Noninterest Income. Total noninterest income decreased 88.3% for the third quarter of 2009 compared to the third quarter of 2008. This decrease was primarily due to the write-down of $7.4 million of the Companys pooled trust preferred securities during the third quarter of 2009. Service fees on deposit accounts decreased $.1 million primarily due to decreased fees associated with the overdraft honors program. The BOLI investment increased $1.2 million to a gain of $.8 million from a loss of $.4 million for the third quarter of 2008 primarily due to the increase in the market value of the underlying investments associated with the insurance policies that are tied to the
29
Companys deferred compensation plans. Net gains on loans held for sale increased $.2 million primarily due to increased sales of loans held for sale in the secondary market. Other income decreased $.2 million primarily due to the Company writing down the fair value of a property held in other real estate.

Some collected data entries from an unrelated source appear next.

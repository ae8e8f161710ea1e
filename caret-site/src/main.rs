//! Caret site - Main entry point
//!
//! Serves the agency's marketing site and its admin panel, and offers a few
//! operator commands against the hosted backend.

use anyhow::{Context, Result, bail};
use clap::{Parser, Subcommand};
use std::net::SocketAddr;
use std::path::{Path, PathBuf};
use std::sync::Arc;
use tracing::{Level, info, warn};
use tracing_appender::rolling::{RollingFileAppender, Rotation};
use tracing_subscriber::{EnvFilter, fmt, layer::SubscriberExt, util::SubscriberInitExt};

use caret_site::admin::{AdminPanel, AdminState, Notice, SessionStore};
use caret_site::backend::{Backend, InMemoryBackend, SupabaseClient};
use caret_site::config::{self, Config};
use caret_site::server::{ServerConfig, http_router, run_server, spawn_session_cleanup};
use caret_site::site::SiteState;
use caret_site::site::brand::Brand;
use caret_site::site::theme::Theme;

/// Operator account of the in-memory backend used by `serve --dry-run`
const DRY_RUN_EMAIL: &str = "admin@localhost";
const DRY_RUN_PASSWORD: &str = "admin";

/// Caret site - agency website with an admin panel
#[derive(Parser)]
#[command(name = "caret-site")]
#[command(author, version, about, long_about = None)]
struct Cli {
    /// Path to configuration file
    #[arg(short, long, default_value_os_t = Config::default_path())]
    config: PathBuf,

    /// Data directory for logs
    #[arg(short, long, default_value_os_t = Config::default_data_dir())]
    data_dir: PathBuf,

    /// Enable verbose logging
    #[arg(short, long)]
    verbose: bool,

    #[command(subcommand)]
    command: Commands,
}

#[derive(Subcommand)]
enum Commands {
    /// Run the web server
    Serve {
        /// Address to listen on (overrides config)
        #[arg(long)]
        listen: Option<SocketAddr>,

        /// Dry-run mode: use an in-memory backend instead of Supabase
        #[arg(long)]
        dry_run: bool,
    },

    /// Generate a default configuration file
    InitConfig {
        /// Output path (defaults to stdout if not specified)
        #[arg(short, long)]
        output: Option<PathBuf>,
    },

    /// Sign in as the operator and export newsletter subscribers as CSV
    ExportSubscribers {
        /// Operator email
        #[arg(long)]
        email: String,

        /// Operator password
        #[arg(long, env = "CARET_ADMIN_PASSWORD", hide_env_values = true)]
        password: String,

        /// Output path (defaults to stdout if not specified)
        #[arg(short, long)]
        output: Option<PathBuf>,
    },
}

#[tokio::main]
async fn main() -> Result<()> {
    let cli = Cli::parse();

    // Initialize logging based on command type
    let filter = if cli.verbose {
        EnvFilter::from_default_env().add_directive(Level::DEBUG.into())
    } else {
        EnvFilter::from_default_env().add_directive(Level::INFO.into())
    };

    match cli.command {
        Commands::Serve { listen, dry_run } => {
            // For daemon mode: log to both stdout and file with rotation
            init_daemon_logging(&cli.data_dir, filter)?;
            serve(&cli.config, listen, dry_run).await
        }
        Commands::InitConfig { output } => {
            init_cli_logging(filter);
            generate_config(output)
        }
        Commands::ExportSubscribers {
            email,
            password,
            output,
        } => {
            init_cli_logging(filter);
            export_subscribers(&cli.config, &email, &password, output).await
        }
    }
}

/// Initialize logging for CLI commands (stderr only, stdout carries command output).
fn init_cli_logging(filter: EnvFilter) {
    tracing_subscriber::registry()
        .with(filter)
        .with(fmt::layer().with_target(false).with_writer(std::io::stderr))
        .init();
}

/// Initialize logging for daemon mode (stdout + rotating file).
fn init_daemon_logging(data_dir: &Path, filter: EnvFilter) -> Result<()> {
    let log_dir = data_dir.join("logs");
    std::fs::create_dir_all(&log_dir)
        .with_context(|| format!("Failed to create log directory: {}", log_dir.display()))?;

    // Create a daily rotating file appender (e.g., caret-site.2026-01-15.log)
    let file_appender = RollingFileAppender::builder()
        .rotation(Rotation::DAILY)
        .filename_prefix("caret-site")
        .filename_suffix("log")
        .build(&log_dir)
        .with_context(|| "Failed to create log file appender")?;

    // Non-blocking writer for the file
    let (non_blocking, _guard) = tracing_appender::non_blocking(file_appender);

    // The writer must outlive every log call of the server
    std::mem::forget(_guard);

    tracing_subscriber::registry()
        .with(filter)
        .with(fmt::layer().with_target(false)) // stdout
        .with(fmt::layer().with_target(true).with_ansi(false).with_writer(non_blocking)) // file
        .init();

    info!("Logging to: {}", log_dir.display());
    Ok(())
}

/// Run the web server
async fn serve(config_path: &Path, listen_override: Option<SocketAddr>, dry_run: bool) -> Result<()> {
    // Load configuration (backend credentials are optional in dry-run mode)
    let config = if dry_run {
        Config::load_or_default(config_path)?
    } else {
        Config::load(config_path)?
    };

    // Determine listen address
    let listen_addr: SocketAddr = match listen_override {
        Some(addr) => addr,
        None => config.server.listen_addr.parse().with_context(|| {
            format!("Invalid listen address in config: {}", config.server.listen_addr)
        })?,
    };

    // In dry-run mode, use the in-memory backend instead of Supabase
    let backend: Arc<dyn Backend> = if dry_run {
        warn!("DRY-RUN MODE: using in-memory backend, nothing is persisted");
        info!(
            "Admin login: {} / {}",
            DRY_RUN_EMAIL, DRY_RUN_PASSWORD
        );
        Arc::new(InMemoryBackend::with_operator(DRY_RUN_EMAIL, DRY_RUN_PASSWORD).await)
    } else {
        info!("Backend: {}", config.backend.url);
        Arc::new(SupabaseClient::new(&config.backend)?)
    };

    let brand = Brand::from_config(&config.site);
    let default_theme = Theme::from_dark_mode(config.site.dark_mode);

    info!("Caret site starting...");
    info!("Brand: {} ({})", brand.name, brand.site_url);

    let admin_state = Arc::new(AdminState {
        sessions: SessionStore::new(backend.clone(), config.admin.session_timeout()?),
        default_theme,
        site_name: brand.name.clone(),
    });
    let site_state = Arc::new(SiteState::new(backend, brand, default_theme));

    // Spawn expired session cleanup task
    spawn_session_cleanup(admin_state.clone());

    let router = http_router(site_state, admin_state);
    run_server(ServerConfig { listen_addr }, router).await
}

/// Sign in, fetch subscribers and write them as CSV
async fn export_subscribers(
    config_path: &Path,
    email: &str,
    password: &str,
    output: Option<PathBuf>,
) -> Result<()> {
    let config = Config::load(config_path)?;
    let backend: Arc<dyn Backend> = Arc::new(SupabaseClient::new(&config.backend)?);

    let mut panel = AdminPanel::new(backend);
    if !panel.login(email, password).await {
        bail!(
            "Sign-in failed: {}",
            panel.login_error().unwrap_or("unknown error")
        );
    }

    let errors: Vec<String> = panel
        .take_notices()
        .into_iter()
        .filter(Notice::is_error)
        .map(|n| n.text().to_string())
        .collect();
    if !errors.is_empty() {
        panel.logout().await;
        bail!("{}", errors.join("; "));
    }

    let csv = panel.export_csv();
    let count = panel.subscribers().len();
    panel.logout().await;

    match output {
        Some(path) => {
            std::fs::write(&path, &csv)
                .with_context(|| format!("Failed to write {}", path.display()))?;
            println!("Exported {} subscribers to: {}", count, path.display());
        }
        None => {
            print!("{}", csv);
        }
    }

    Ok(())
}

fn generate_config(output: Option<PathBuf>) -> Result<()> {
    let config = config::default_config_template();

    match output {
        Some(path) => {
            std::fs::write(&path, &config)
                .with_context(|| format!("Failed to write {}", path.display()))?;
            println!("Configuration written to: {}", path.display());
        }
        None => {
            print!("{}", config);
        }
    }

    Ok(())
}
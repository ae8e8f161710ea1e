//! Configuration loading for the site server.
//!
//! Loads configuration from TOML files and/or environment variables using figment.
//!
//! # Configuration Sources (in order of priority, lowest to highest)
//!
//! 1. Default values (from `#[serde(default)]` attributes)
//! 2. TOML config file (if provided)
//! 3. Environment variables (prefix: `CARET_`, nested with `__`)
//!
//! # Environment Variable Naming
//!
//! - `CARET_BACKEND__URL` → `backend.url`
//! - `CARET_BACKEND__ANON_KEY` → `backend.anon_key`
//! - `CARET_SERVER__LISTEN_ADDR` → `server.listen_addr`
//! - `CARET_SITE__BRAND` → `site.brand`
//! - `CARET_SITE__DARK_MODE` → `site.dark_mode`

use anyhow::{Context, Result, anyhow};
use chrono::{Duration, Utc};
use figment::{
    Figment,
    providers::{Env, Format, Serialized, Toml},
};
use serde::{Deserialize, Serialize};
use std::path::{Path, PathBuf};

use crate::site::brand::BrandPreset;

/// Environment variable prefix for configuration overrides
const ENV_PREFIX: &str = "CARET_";

/// Main configuration for the site server.
#[derive(Debug, Clone, Deserialize, Serialize)]
pub struct Config {
    /// HTTP server settings
    #[serde(default)]
    pub server: ServerConfig,

    /// Hosted backend (Supabase project) settings
    pub backend: BackendConfig,

    /// Admin panel settings
    #[serde(default)]
    pub admin: AdminConfig,

    /// Public site settings (brand, theme)
    #[serde(default)]
    pub site: SiteConfig,
}

/// HTTP server configuration.
#[derive(Debug, Clone, Deserialize, Serialize)]
pub struct ServerConfig {
    /// Address to listen on
    #[serde(default = "default_listen_addr")]
    pub listen_addr: String,
}

impl Default for ServerConfig {
    fn default() -> Self {
        Self {
            listen_addr: default_listen_addr(),
        }
    }
}

fn default_listen_addr() -> String {
    "0.0.0.0:8080".to_string()
}

/// Supabase project configuration.
#[derive(Debug, Clone, Deserialize, Serialize)]
pub struct BackendConfig {
    /// Project URL, e.g. `https://abcd1234.supabase.co`
    pub url: String,

    /// Public anon key (row-level security decides what it may do)
    pub anon_key: String,

    /// Optional per-request timeout. Unset means the HTTP client's defaults.
    #[serde(default)]
    pub request_timeout_secs: Option<u64>,
}

/// Admin panel configuration.
#[derive(Debug, Clone, Deserialize, Serialize)]
pub struct AdminConfig {
    /// How long a server-side admin session lives without logging in again
    #[serde(default = "default_session_timeout")]
    pub session_timeout_secs: u64,
}

impl Default for AdminConfig {
    fn default() -> Self {
        Self {
            session_timeout_secs: default_session_timeout(),
        }
    }
}

impl AdminConfig {
    /// Session lifetime as a duration that can be added to the current time.
    pub fn session_timeout(&self) -> Result<Duration> {
        let too_long = || {
            anyhow!(
                "admin.session_timeout_secs is too large: {}",
                self.session_timeout_secs
            )
        };

        let secs = i64::try_from(self.session_timeout_secs).map_err(|_| too_long())?;
        let timeout = Duration::try_seconds(secs).ok_or_else(too_long)?;
        Utc::now().checked_add_signed(timeout).ok_or_else(too_long)?;
        Ok(timeout)
    }
}

fn default_session_timeout() -> u64 {
    24 * 60 * 60
}

/// Public site configuration.
#[derive(Debug, Clone, Deserialize, Serialize)]
pub struct SiteConfig {
    /// Which brand preset to render
    #[serde(default)]
    pub brand: BrandPreset,

    /// Theme for visitors without a theme cookie
    #[serde(default = "default_dark_mode")]
    pub dark_mode: bool,

    /// Optional overrides applied on top of the preset
    #[serde(default)]
    pub name: Option<String>,
    #[serde(default)]
    pub tagline: Option<String>,
    #[serde(default)]
    pub description: Option<String>,
    #[serde(default)]
    pub site_url: Option<String>,
    #[serde(default)]
    pub contact_email: Option<String>,
    #[serde(default)]
    pub social_handle: Option<String>,
}

impl Default for SiteConfig {
    fn default() -> Self {
        Self {
            brand: BrandPreset::default(),
            dark_mode: default_dark_mode(),
            name: None,
            tagline: None,
            description: None,
            site_url: None,
            contact_email: None,
            social_handle: None,
        }
    }
}

fn default_dark_mode() -> bool {
    true
}

impl Config {
    /// Load configuration from TOML file and environment variables.
    ///
    /// Configuration sources are merged in order (later sources override earlier):
    /// 1. TOML config file (if it exists)
    /// 2. Environment variables (prefix: `CARET_`, nested with `__`)
    pub fn load(path: &Path) -> Result<Self> {
        Self::extract(Self::layered(Figment::new(), path), path)
    }

    /// Configuration for dry-run mode, where no backend credentials are needed.
    ///
    /// Same layering as [`Config::load`] on top of placeholder backend
    /// settings, so a partial file still applies. A file that fails to parse
    /// is an error.
    pub fn load_or_default(path: &Path) -> Result<Self> {
        let defaults = Config {
            server: ServerConfig::default(),
            backend: BackendConfig {
                url: "http://localhost:54321".to_string(),
                anon_key: "dry-run".to_string(),
                request_timeout_secs: None,
            },
            admin: AdminConfig::default(),
            site: SiteConfig::default(),
        };

        Self::extract(
            Self::layered(Figment::from(Serialized::defaults(defaults)), path),
            path,
        )
    }

    fn layered(mut figment: Figment, path: &Path) -> Figment {
        if path.exists() {
            figment = figment.merge(Toml::file(path));
        }

        figment.merge(Env::prefixed(ENV_PREFIX).split("__"))
    }

    fn extract(figment: Figment, path: &Path) -> Result<Self> {
        let config: Config = figment.extract().with_context(|| {
            format!(
                "Failed to load config from {} and environment",
                path.display()
            )
        })?;

        config
            .admin
            .session_timeout()
            .with_context(|| format!("Invalid config in {}", path.display()))?;

        Ok(config)
    }

    /// Get the default config file path
    /// - macOS: ~/Library/Application Support/caret-site/config.toml
    /// - Linux: ~/.config/caret-site/config.toml
    pub fn default_path() -> PathBuf {
        dirs::config_dir()
            .unwrap_or_else(|| PathBuf::from("."))
            .join("caret-site")
            .join("config.toml")
    }

    /// Get the default data directory (logs)
    /// - macOS: ~/Library/Application Support/caret-site/
    /// - Linux: ~/.local/share/caret-site/
    pub fn default_data_dir() -> PathBuf {
        dirs::data_dir()
            .unwrap_or_else(|| PathBuf::from("."))
            .join("caret-site")
    }
}

/// Create a default configuration template
pub fn default_config_template() -> String {
    r#"# Caret Site Configuration
#
# Every value can also be set through the environment, e.g.
#   CARET_BACKEND__ANON_KEY=... caret-site serve

[server]
listen_addr = "0.0.0.0:8080"

# =============================================================================
# Hosted backend (Supabase)
# =============================================================================
#
# Tables expected: contact_messages, newsletter_subscribers
# (newsletter_subscribers.email must carry a unique constraint).
# The admin operator signs in with an account from the project's auth users.

[backend]
url = "https://your-project.supabase.co"
anon_key = "your-anon-key"
# request_timeout_secs = 30   # unset: no client-side timeout

[admin]
session_timeout_secs = 86400

# =============================================================================
# Site
# =============================================================================
#
# brand selects the copy preset: "caret" or "sriracha".
# Any of the fields below overrides the preset's value.

[site]
brand = "caret"
dark_mode = true
# name = "Caret Design"
# tagline = "..."
# description = "..."
# site_url = "https://caretdesign.co"
# contact_email = "hello@caretdesign.co"
# social_handle = "@caretdesign"
"#
    .to_string()
}

#[cfg(test)]
mod tests {
    use super::*;
    use figment::providers::Toml as TomlProvider;

    /// Helper to parse TOML config strings in tests
    fn parse_config(toml_str: &str) -> Config {
        Figment::new()
            .merge(TomlProvider::string(toml_str))
            .extract()
            .expect("Failed to parse test config")
    }

    #[test]
    fn test_parse_minimal_config() {
        let config = parse_config(
            r#"
[backend]
url = "https://abcd.supabase.co"
anon_key = "anon"
"#,
        );
        assert_eq!(config.backend.url, "https://abcd.supabase.co");
        assert_eq!(config.backend.request_timeout_secs, None);
        assert_eq!(config.server.listen_addr, "0.0.0.0:8080");
        assert_eq!(config.admin.session_timeout_secs, 86400);
        assert_eq!(config.site.brand, BrandPreset::Caret);
        assert!(config.site.dark_mode);
    }

    #[test]
    fn test_parse_site_overrides() {
        let config = parse_config(
            r#"
[backend]
url = "https://abcd.supabase.co"
anon_key = "anon"
request_timeout_secs = 10

[site]
brand = "sriracha"
dark_mode = false
name = "Sriracha Studio"
"#,
        );
        assert_eq!(config.backend.request_timeout_secs, Some(10));
        assert_eq!(config.site.brand, BrandPreset::Sriracha);
        assert!(!config.site.dark_mode);
        assert_eq!(config.site.name.as_deref(), Some("Sriracha Studio"));
    }

    #[test]
    fn test_missing_backend_is_an_error() {
        let result: Result<Config, _> = Figment::new()
            .merge(TomlProvider::string("[server]\nlisten_addr = \"127.0.0.1:1\"\n"))
            .extract();
        assert!(result.is_err());
    }

    #[test]
    fn test_env_overrides_file() {
        figment::Jail::expect_with(|jail| {
            jail.create_file(
                "config.toml",
                r#"
[backend]
url = "https://file.supabase.co"
anon_key = "from-file"
"#,
            )?;
            jail.set_env("CARET_BACKEND__ANON_KEY", "from-env");
            jail.set_env("CARET_SERVER__LISTEN_ADDR", "127.0.0.1:9000");

            let config = Config::load(Path::new("config.toml")).expect("config loads");
            assert_eq!(config.backend.url, "https://file.supabase.co");
            assert_eq!(config.backend.anon_key, "from-env");
            assert_eq!(config.server.listen_addr, "127.0.0.1:9000");
            Ok(())
        });
    }

    #[test]
    fn test_load_from_file() {
        let dir = tempfile::TempDir::new().unwrap();
        let path = dir.path().join("config.toml");
        std::fs::write(
            &path,
            "[backend]\nurl = \"https://abcd.supabase.co\"\nanon_key = \"anon\"\n\n[admin]\nsession_timeout_secs = 600\n",
        )
        .unwrap();

        let config = Config::load(&path).unwrap();
        assert_eq!(config.admin.session_timeout_secs, 600);
    }

    #[test]
    fn test_dry_run_defaults_without_file() {
        let dir = tempfile::TempDir::new().unwrap();
        let config = Config::load_or_default(&dir.path().join("missing.toml")).unwrap();
        assert_eq!(config.server.listen_addr, "0.0.0.0:8080");
        assert_eq!(config.backend.anon_key, "dry-run");
        assert_eq!(config.site.brand, BrandPreset::Caret);
    }

    #[test]
    fn test_dry_run_keeps_partial_file() {
        let dir = tempfile::TempDir::new().unwrap();
        let path = dir.path().join("config.toml");
        std::fs::write(&path, "[site]\nbrand = \"sriracha\"\ndark_mode = false\n").unwrap();

        let config = Config::load_or_default(&path).unwrap();
        assert_eq!(config.site.brand, BrandPreset::Sriracha);
        assert!(!config.site.dark_mode);
        assert_eq!(config.backend.url, "http://localhost:54321");
    }

    #[test]
    fn test_dry_run_rejects_malformed_file() {
        let dir = tempfile::TempDir::new().unwrap();
        let path = dir.path().join("config.toml");
        std::fs::write(&path, "[site\nbrand = \"sriracha\"\n").unwrap();

        assert!(Config::load_or_default(&path).is_err());
    }

    #[test]
    fn test_oversized_session_timeout_is_rejected() {
        let dir = tempfile::TempDir::new().unwrap();
        let path = dir.path().join("config.toml");
        std::fs::write(
            &path,
            "[backend]\nurl = \"https://abcd.supabase.co\"\nanon_key = \"anon\"\n\n[admin]\nsession_timeout_secs = 9223372036854775807\n",
        )
        .unwrap();

        let err = Config::load(&path).unwrap_err();
        assert!(format!("{err:#}").contains("session_timeout_secs"));
    }

    #[test]
    fn test_session_timeout_duration() {
        let admin = AdminConfig {
            session_timeout_secs: 600,
        };
        assert_eq!(admin.session_timeout().unwrap(), Duration::minutes(10));

        let admin = AdminConfig {
            session_timeout_secs: u64::MAX,
        };
        assert!(admin.session_timeout().is_err());
    }

    #[test]
    fn test_default_template_parses() {
        let config = parse_config(&default_config_template());
        assert_eq!(config.site.brand, BrandPreset::Caret);
        assert_eq!(config.backend.anon_key, "your-anon-key");
    }
}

Noninterest Expense. Total noninterest expense increased 18.4% for the third quarter of 2009 compared to the third quarter of 2008. Salaries and employee benefits increased $1.5 million primarily due to an increase in the market value of the underlying investments associated with the insurance policies that are tied to the Companys deferred compensation plans. Prepaid solutions card expense increased $.2 million primarily due to increased revenue share expense. Occupancy expense decreased $.1 million primarily due to reduced utilities expense. Advertising and promotions expense decreased $.4 million primarily due to the Company reducing its use of an advertising agency and reduced newspaper advertising. Professional fees expense increased $.6 million primarily due to increased costs related to Bank Secrecy compliance and other compliance related matters, as well as commercial lending matters. These increases were partially offset by reduced legal costs for Prepaid Solutions. FDIC assessments increased $.5 million due to several factors, including increased assessments issued by the FDIC in support of the deposit insurance fund as well as the Temporary Liquidity Guarantee Program, the Companys participation in the FDICs Transaction Account Guarantee Program, the Prepaid Solutions deposits becoming eligible for FDIC Insurance and the use of a credit balance the Company had with the FDIC in prior years. The Company anticipates additional special assessments which could continue to negatively impact noninterest expense. Loan expense increased $.3 million primarily due to real estate taxes paid for several commercial accounts.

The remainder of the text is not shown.